As far as my reading is concerned, I’m not really drawn to stories with racial tension because I find them just too upsetting. Hell, I cried like crazy while I was writing “White Guys.” And then I cried again when I read it to my wife. The only way it got written was that I doused myself with enough courage (read: vodka) to take it to the page. You probably wouldn’t be surprised to find out at this point that all the events described in the story actually occurred and that the recollection of those events was very upsetting to say the least. Life writes a shitload better than I do. But all that said, I really think books like Bullwhip Days and Bury My Heart at Wounded Knee, no matter how shocking and difficult they are, should be required reading in our public schools.
After reading this story, the image that sticks with me most is that of poor Aggie downing Pine Sol in the janitorial closet—an image both tragic and darkly absurd. So, as a final note, I have to ask: what’s the worst thing you’ve ever drunk?

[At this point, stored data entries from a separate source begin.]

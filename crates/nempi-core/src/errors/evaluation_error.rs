/// Errors raised while scoring an inferred matrix against ground truth.
#[derive(Debug, Clone, PartialEq, thiserror::Error)]
pub enum EvaluationError {
    #[error("dimension mismatch in {context}: expected {expected}, found {found}")]
    DimensionMismatch {
        context: String,
        expected: String,
        found: String,
    },

    #[error("ground truth contains no positive entries")]
    NoPositives,
}
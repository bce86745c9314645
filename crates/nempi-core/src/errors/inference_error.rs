use serde::{Deserialize, Serialize};

/// Inference errors. `DimensionMismatch`, `EmptyVocabulary` and `InvalidPrior`
/// are fatal; `DegenerateLikelihood` and `NonConvergence` are collected as
/// diagnostics on a successful result.
#[derive(Debug, Clone, PartialEq, Serialize, Deserialize, thiserror::Error)]
pub enum InferenceError {
    #[error("dimension mismatch in {context}: expected {expected}, found {found}")]
    DimensionMismatch {
        context: String,
        expected: String,
        found: String,
    },

    #[error("no p-genes: labels are empty and no prior was supplied")]
    EmptyVocabulary,

    #[error("invalid prior for sample {sample}: {reason}")]
    InvalidPrior { sample: String, reason: String },

    #[error("degenerate likelihood for sample {sample}, using uniform distribution")]
    DegenerateLikelihood { sample: String },

    #[error("no convergence after {cycles} cycles (last delta {last_delta:.3e})")]
    NonConvergence { cycles: usize, last_delta: f64 },
}

impl InferenceError {
    /// Shorthand for a dimension mismatch.
    pub fn mismatch(
        context: impl Into<String>,
        expected: impl ToString,
        found: impl ToString,
    ) -> Self {
        Self::DimensionMismatch {
            context: context.into(),
            expected: expected.to_string(),
            found: found.to_string(),
        }
    }

    /// Whether this error is a diagnostic rather than a failure.
    pub fn is_diagnostic(&self) -> bool {
        matches!(
            self,
            Self::DegenerateLikelihood { .. } | Self::NonConvergence { .. }
        )
    }
}
pub mod classifier;

pub use classifier::{Classifier, FittedClassifier};
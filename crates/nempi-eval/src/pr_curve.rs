//! Precision-recall curve over descending score thresholds.

use serde::{Deserialize, Serialize};

/// One point of the curve. `threshold` is `None` for the starting point, which
/// lies above every score.
#[derive(Debug, Clone, Copy, PartialEq, Serialize, Deserialize)]
pub struct PrPoint {
    pub threshold: Option<f64>,
    pub precision: f64,
    pub recall: f64,
}

/// Sweep every distinct score from high to low, predicting positive at or above
/// it. Starts at recall 0 / precision 1. Non-finite scores never predict positive.
pub fn pr_curve(scores: &[f64], labels: &[bool]) -> Vec<PrPoint> {
    let total_pos = labels.iter().filter(|&&l| l).count();
    let mut ranked: Vec<(f64, bool)> = scores
        .iter()
        .copied()
        .zip(labels.iter().copied())
        .filter(|(s, _)| s.is_finite())
        .collect();
    ranked.sort_by(|a, b| b.0.total_cmp(&a.0));

    let mut points = vec![PrPoint {
        threshold: None,
        precision: 1.0,
        recall: 0.0,
    }];
    let (mut tp, mut fp) = (0usize, 0usize);
    let mut i = 0;
    while i < ranked.len() {
        let threshold = ranked[i].0;
        while i < ranked.len() && ranked[i].0 == threshold {
            if ranked[i].1 {
                tp += 1;
            } else {
                fp += 1;
            }
            i += 1;
        }
        points.push(PrPoint {
            threshold: Some(threshold),
            precision: tp as f64 / (tp + fp) as f64,
            recall: if total_pos == 0 {
                0.0
            } else {
                tp as f64 / total_pos as f64
            },
        });
    }
    points
}

/// Area under the curve, trapezoid rule over recall.
pub fn pr_auc(points: &[PrPoint]) -> f64 {
    points
        .windows(2)
        .map(|w| (w[1].recall - w[0].recall) * (w[1].precision + w[0].precision) / 2.0)
        .sum()
}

Worst? In the past, I drank some pretty awful stuff on purpose: 190-proof Everclear, some ghastly homebrew, some kind of tea made out of mushrooms and hash oil, to name a few. I got amyl nitrate in my mouth once in college, which I do not recommend. But out of all of that, the time when I was eight years old and I accidentally drank dirty crankcase oil out of a NuGrape can that was left on my father’s desk in the garage is the worst. It doesn’t get nastier than that. Or more surprising.